Greaves told us his Swiss-based VC’s most recent incubator program attracted a disproportionate response from African startups. Greaves recently joined the firms to run its African operations.
“The majority of the applications that we got for the global program came from Africa,” Greaves told us. “So out of all the applications that we got, there were more from Africa than the rest of the world combined. And in fact, the cohort that we just that just graduated Now, last week, I think it was the majority of the startups in that cohort, were also from Africa.”
According to the World Economic Forum, Africa’s cryptocurrency market grew by more than $100 billion between July 2020 and June 2021. That translates into a 1200% growth in value.
BIG5D Podcast Examines Africa’s Blockchain Ecosystem
Our latest BIG5D Podcast guest is Gideon Greaves is MD, Africa for CV VC, a Swiss investment firm that is all blockchain, all the time.
Greaves, who joined the firm last year, is charged with finding and investing in blockchain-based startups in Africa. But in order to achieve that objective, his Swiss-based firm CV VC also sees its role as creating an ecosystem that will help make these startups more successful.
Greaves will be a speaker at the upcoming BigFive Summit, 11-13 May 2022 in Cape Town.
In fact, his firm’s origins are in hosting startup competitions and hackathons designed to foster blockchain innovation. In that vein, CV VC also launched CV Labs, which Greaves describes as an “ecosystem driver.”
CV Labs offers workspace and advisory services, startup competitions, and other services to support startups.
“For us, it's very important that we grow an ecosystem, especially in new areas like Africa, and South Africa, where we were trying to get all the key participants that form an ecosystem involved,” Greaves said.
An abridged and ad-supported version of the BIG5D Podcast is free to all. Those who want to listen to the entire podcast and prefer an ad-free experience can subscribe for US$5/month.
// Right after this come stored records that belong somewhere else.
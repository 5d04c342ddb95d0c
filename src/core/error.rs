//! Error handling for bdcut
//!
//! The error surface is small and built around two types:
//! - [`BdcutError`] - strongly-typed failure cases for the generator
//! - [`ErrorContext`] - wrapper adding a user-friendly suggestion and details
//!
//! Library code propagates [`BdcutError`] (or `anyhow::Error` at the CLI
//! boundary) with `?`; `main` converts whatever bubbles up through
//! [`user_friendly_error`] into a colored, actionable message.
//!
//! # Examples
//!
//! ```rust,no_run
//! use bdcut::core::{BdcutError, ErrorContext};
//!
//! let error = BdcutError::FormatNotFound {
//!     path: "formatos/postgres.json".to_string(),
//! };
//! let context = ErrorContext::new(error)
//!     .with_suggestion("Check the path passed as the first argument");
//! context.display();
//! ```

use colored::Colorize;
use std::fmt;
use thiserror::Error;

/// The main error type for bdcut operations.
///
/// Each variant represents a specific failure mode of the generator. I/O and
/// parse errors carry the offending path so messages stay actionable.
#[derive(Error, Debug)]
pub enum BdcutError {
    /// The format file named on the command line does not exist.
    #[error("format file not found: {path}")]
    FormatNotFound {
        /// Path as given on the command line
        path: String,
    },

    /// The format file exists but is not valid JSON for the format schema.
    #[error("failed to parse format file {path}: {reason}")]
    FormatParse {
        /// Path of the format file
        path: String,
        /// Underlying serde_json message
        reason: String,
    },

    /// The `escape` table keys could not be compiled into a matching rule.
    ///
    /// The keys are joined with `|` and compiled as one regular expression;
    /// a key containing invalid pattern syntax fails here, before any
    /// rendering happens.
    #[error("invalid escape table: {reason}")]
    EscapeTable {
        /// Regex compile error text
        reason: String,
    },

    /// Reading the CSV input or writing the output artifact failed.
    #[error("{operation} failed for {path}")]
    Io {
        /// What was being done ("read CSV input", "write output")
        operation: String,
        /// The file involved
        path: String,
        /// Underlying I/O error
        #[source]
        source: std::io::Error,
    },

    /// Generic error wrapper for failures without a dedicated variant.
    #[error("{message}")]
    Other {
        /// Error message
        message: String,
    },
}

/// Error context wrapper providing user-friendly error messages
///
/// Wraps a [`BdcutError`] with an optional actionable suggestion (shown in
/// green) and optional details (shown in yellow).
#[derive(Debug)]
pub struct ErrorContext {
    /// The underlying bdcut error
    pub error: BdcutError,
    /// Optional suggestion for resolving the error
    pub suggestion: Option<String>,
    /// Optional additional details about the error
    pub details: Option<String>,
}

impl ErrorContext {
    /// Create a new error context from a [`BdcutError`].
    #[must_use]
    pub const fn new(error: BdcutError) -> Self {
        Self {
            error,
            suggestion: None,
            details: None,
        }
    }

    /// Add a suggestion for resolving the error.
    pub fn with_suggestion(mut self, suggestion: impl Into<String>) -> Self {
        self.suggestion = Some(suggestion.into());
        self
    }

    /// Add additional details explaining the error.
    pub fn with_details(mut self, details: impl Into<String>) -> Self {
        self.details = Some(details.into());
        self
    }

    /// Display the error context to stderr with terminal colors.
    ///
    /// Error message in red, details in yellow, suggestion in green. This is
    /// the primary way bdcut presents errors to users in the CLI.
    pub fn display(&self) {
        eprintln!("{}: {}", "error".red().bold(), self.error);

        if let Some(details) = &self.details {
            eprintln!("{}: {}", "details".yellow(), details);
        }

        if let Some(suggestion) = &self.suggestion {
            eprintln!("{}: {}", "suggestion".green(), suggestion);
        }
    }
}

impl fmt::Display for ErrorContext {
    fn fmt(&self, f: &mut fmt::Formatter<'_>) -> fmt::Result {
        write!(f, "{}", self.error)?;

        if let Some(details) = &self.details {
            write!(f, "\nDetails: {details}")?;
        }

        if let Some(suggestion) = &self.suggestion {
            write!(f, "\nSuggestion: {suggestion}")?;
        }

        Ok(())
    }
}

impl std::error::Error for ErrorContext {}

/// Convert any error into a user-friendly [`ErrorContext`] with suggestions.
///
/// Known [`BdcutError`] variants get targeted suggestions; everything else is
/// wrapped generically with the full error chain preserved in the details.
pub fn user_friendly_error(error: anyhow::Error) -> ErrorContext {
    match error.downcast::<BdcutError>() {
        Ok(bdcut_error) => create_error_context(bdcut_error),
        Err(other) => {
            let chain = other
                .chain()
                .skip(1)
                .map(ToString::to_string)
                .collect::<Vec<_>>()
                .join(": ");
            let mut context = ErrorContext::new(BdcutError::Other {
                message: other.to_string(),
            });
            if !chain.is_empty() {
                context.details = Some(chain);
            }
            context
        }
    }
}

fn create_error_context(error: BdcutError) -> ErrorContext {
    match &error {
        BdcutError::FormatNotFound {
            ..
        } => ErrorContext::new(error)
            .with_suggestion("Check the format path passed as the first argument")
            .with_details("bdcut expects a JSON format file, e.g. formatos/postgres.json"),
        BdcutError::FormatParse {
            ..
        } => ErrorContext::new(error)
            .with_suggestion("Check the JSON syntax of the format file")
            .with_details(
                "Recognized fields include separator, variables, escape, pre, post, \
                 pre-regiones, pre-provincias, pre-comunas, regiones, provincias, comunas",
            ),
        BdcutError::EscapeTable {
            ..
        } => ErrorContext::new(error).with_suggestion(
            "Escape table keys are compiled as a regular expression; \
             escape special characters like ( ) [ ] in the keys",
        ),
        BdcutError::Io {
            source, ..
        } => {
            let details = source.to_string();
            ErrorContext::new(error)
                .with_suggestion("Check that the path exists and is readable/writable")
                .with_details(details)
        }
        BdcutError::Other {
            ..
        } => ErrorContext::new(error),
    }
}

#[cfg(test)]
mod tests {
    use super::*;

    #[test]
    fn format_not_found_has_suggestion() {
        let err = BdcutError::FormatNotFound {
            path: "missing.json".to_string(),
        };
        let ctx = user_friendly_error(anyhow::Error::new(err));
        assert!(ctx.suggestion.is_some());
        assert!(ctx.error.to_string().contains("missing.json"));
    }

    #[test]
    fn escape_table_error_mentions_regex() {
        let err = BdcutError::EscapeTable {
            reason: "unclosed group".to_string(),
        };
        let ctx = create_error_context(err);
        assert!(ctx.suggestion.unwrap().contains("regular expression"));
    }

    #[test]
    fn io_error_details_carry_source_message() {
        let err = BdcutError::Io {
            operation: "read CSV input".to_string(),
            path: "input.csv".to_string(),
            source: std::io::Error::new(
                std::io::ErrorKind::PermissionDenied,
                "permission denied",
            ),
        };
        let ctx = create_error_context(err);
        assert!(ctx.details.unwrap().contains("permission denied"));
    }

    #[test]
    fn context_display_includes_details() {
        let ctx = ErrorContext::new(BdcutError::FormatNotFound {
            path: "f.json".to_string(),
        })
        .with_details("looked in the working directory");
        let rendered = format!("{ctx}");
        assert!(rendered.contains("f.json"));
        assert!(rendered.contains("Details: looked in the working directory"));
    }
}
MTN’s Yolanda Cuba to Address BigFive Summit
We are very excited to add MTN Group’sVP for Southern and East Africa Yolanda Cuba to our list of speakers at the upcoming BigFive Summit in Cape Town.
Yolanda brings a depth of experience in telecom and a broad perspective on Africa’s digital development to the Summit.
Before taking on her current role, Yolanda was MTN’s Group Chief Digital & FinTech Officer. She is also the former CEO of Vodafone Ghana and former Group Chief Strategy Officer for strategy, new business, and M&A at Vodacom Group covering South Africa, Tanzania, Mozambique, DRC, and Lesotho.
Yolanda was among the youngest-ever CEOs of a JSE-listed company at age 29. The World Economic Forum selected her as one of the Young Global Leaders. And the Institut Choiseul (France) named her to the Choiseul 100 Africa.